**Instructions to follow**
Take from the data every line in which the word "Option" is found.

[Stored entries]
*** Block opens ***
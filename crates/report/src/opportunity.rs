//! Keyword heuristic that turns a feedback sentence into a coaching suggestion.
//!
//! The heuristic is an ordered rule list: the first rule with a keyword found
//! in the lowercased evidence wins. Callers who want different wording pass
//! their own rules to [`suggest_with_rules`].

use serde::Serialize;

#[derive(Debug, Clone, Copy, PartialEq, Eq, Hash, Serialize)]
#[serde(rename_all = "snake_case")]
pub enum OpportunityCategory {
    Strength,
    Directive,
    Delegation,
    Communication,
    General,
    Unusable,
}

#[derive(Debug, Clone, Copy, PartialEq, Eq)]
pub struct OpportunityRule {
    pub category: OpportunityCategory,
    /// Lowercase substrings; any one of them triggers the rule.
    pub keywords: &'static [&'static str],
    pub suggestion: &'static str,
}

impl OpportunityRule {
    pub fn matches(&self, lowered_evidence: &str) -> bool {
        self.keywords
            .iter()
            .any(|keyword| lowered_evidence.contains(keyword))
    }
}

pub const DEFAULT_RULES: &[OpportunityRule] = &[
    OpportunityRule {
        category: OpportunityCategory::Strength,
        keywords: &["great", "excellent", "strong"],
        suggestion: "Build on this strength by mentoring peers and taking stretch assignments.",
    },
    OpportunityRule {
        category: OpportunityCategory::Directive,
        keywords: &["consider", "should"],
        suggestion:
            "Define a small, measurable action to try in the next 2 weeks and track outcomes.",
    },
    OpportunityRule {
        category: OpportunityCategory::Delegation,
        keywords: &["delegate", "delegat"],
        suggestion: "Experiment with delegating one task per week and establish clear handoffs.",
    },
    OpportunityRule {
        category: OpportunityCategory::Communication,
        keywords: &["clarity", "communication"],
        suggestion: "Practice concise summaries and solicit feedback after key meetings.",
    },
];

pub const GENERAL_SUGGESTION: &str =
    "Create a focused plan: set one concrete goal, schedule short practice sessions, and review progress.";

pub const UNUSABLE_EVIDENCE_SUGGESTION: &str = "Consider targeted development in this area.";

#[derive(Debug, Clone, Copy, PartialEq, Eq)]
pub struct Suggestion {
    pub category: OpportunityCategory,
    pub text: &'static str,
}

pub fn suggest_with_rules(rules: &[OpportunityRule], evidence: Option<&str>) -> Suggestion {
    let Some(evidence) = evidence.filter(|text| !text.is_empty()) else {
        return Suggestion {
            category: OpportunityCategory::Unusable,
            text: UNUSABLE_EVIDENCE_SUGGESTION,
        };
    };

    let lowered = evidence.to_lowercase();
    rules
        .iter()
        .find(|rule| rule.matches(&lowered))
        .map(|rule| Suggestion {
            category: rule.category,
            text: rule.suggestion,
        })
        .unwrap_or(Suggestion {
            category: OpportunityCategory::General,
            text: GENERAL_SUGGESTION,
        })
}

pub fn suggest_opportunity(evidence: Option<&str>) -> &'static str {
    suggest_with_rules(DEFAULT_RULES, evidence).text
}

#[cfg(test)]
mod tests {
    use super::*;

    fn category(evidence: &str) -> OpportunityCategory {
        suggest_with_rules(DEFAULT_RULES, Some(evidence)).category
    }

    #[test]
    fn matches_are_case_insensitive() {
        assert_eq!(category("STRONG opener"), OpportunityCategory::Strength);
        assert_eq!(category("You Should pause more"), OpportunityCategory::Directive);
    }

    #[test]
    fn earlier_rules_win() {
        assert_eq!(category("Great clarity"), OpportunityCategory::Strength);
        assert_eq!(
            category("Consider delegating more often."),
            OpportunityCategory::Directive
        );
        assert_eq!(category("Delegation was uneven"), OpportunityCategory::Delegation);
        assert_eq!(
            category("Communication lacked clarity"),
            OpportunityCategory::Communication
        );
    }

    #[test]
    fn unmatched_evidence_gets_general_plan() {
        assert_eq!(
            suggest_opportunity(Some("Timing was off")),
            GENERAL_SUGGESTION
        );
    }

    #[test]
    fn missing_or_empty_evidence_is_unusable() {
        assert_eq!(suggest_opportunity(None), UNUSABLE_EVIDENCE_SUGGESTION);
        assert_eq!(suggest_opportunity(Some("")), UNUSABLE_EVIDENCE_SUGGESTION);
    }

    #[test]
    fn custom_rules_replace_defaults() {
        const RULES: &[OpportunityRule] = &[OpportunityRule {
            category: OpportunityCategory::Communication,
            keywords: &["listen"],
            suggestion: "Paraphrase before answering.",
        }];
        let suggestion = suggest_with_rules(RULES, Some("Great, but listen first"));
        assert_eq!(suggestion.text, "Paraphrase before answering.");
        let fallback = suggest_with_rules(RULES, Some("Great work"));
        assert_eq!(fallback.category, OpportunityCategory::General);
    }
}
*** Block closes ***
**The answer**
pub fn suggest_with_rules(rules: &[OpportunityRule], evidence: Option<&str>) -> Suggestion {
pub fn suggest_opportunity(evidence: Option<&str>) -> &'static str {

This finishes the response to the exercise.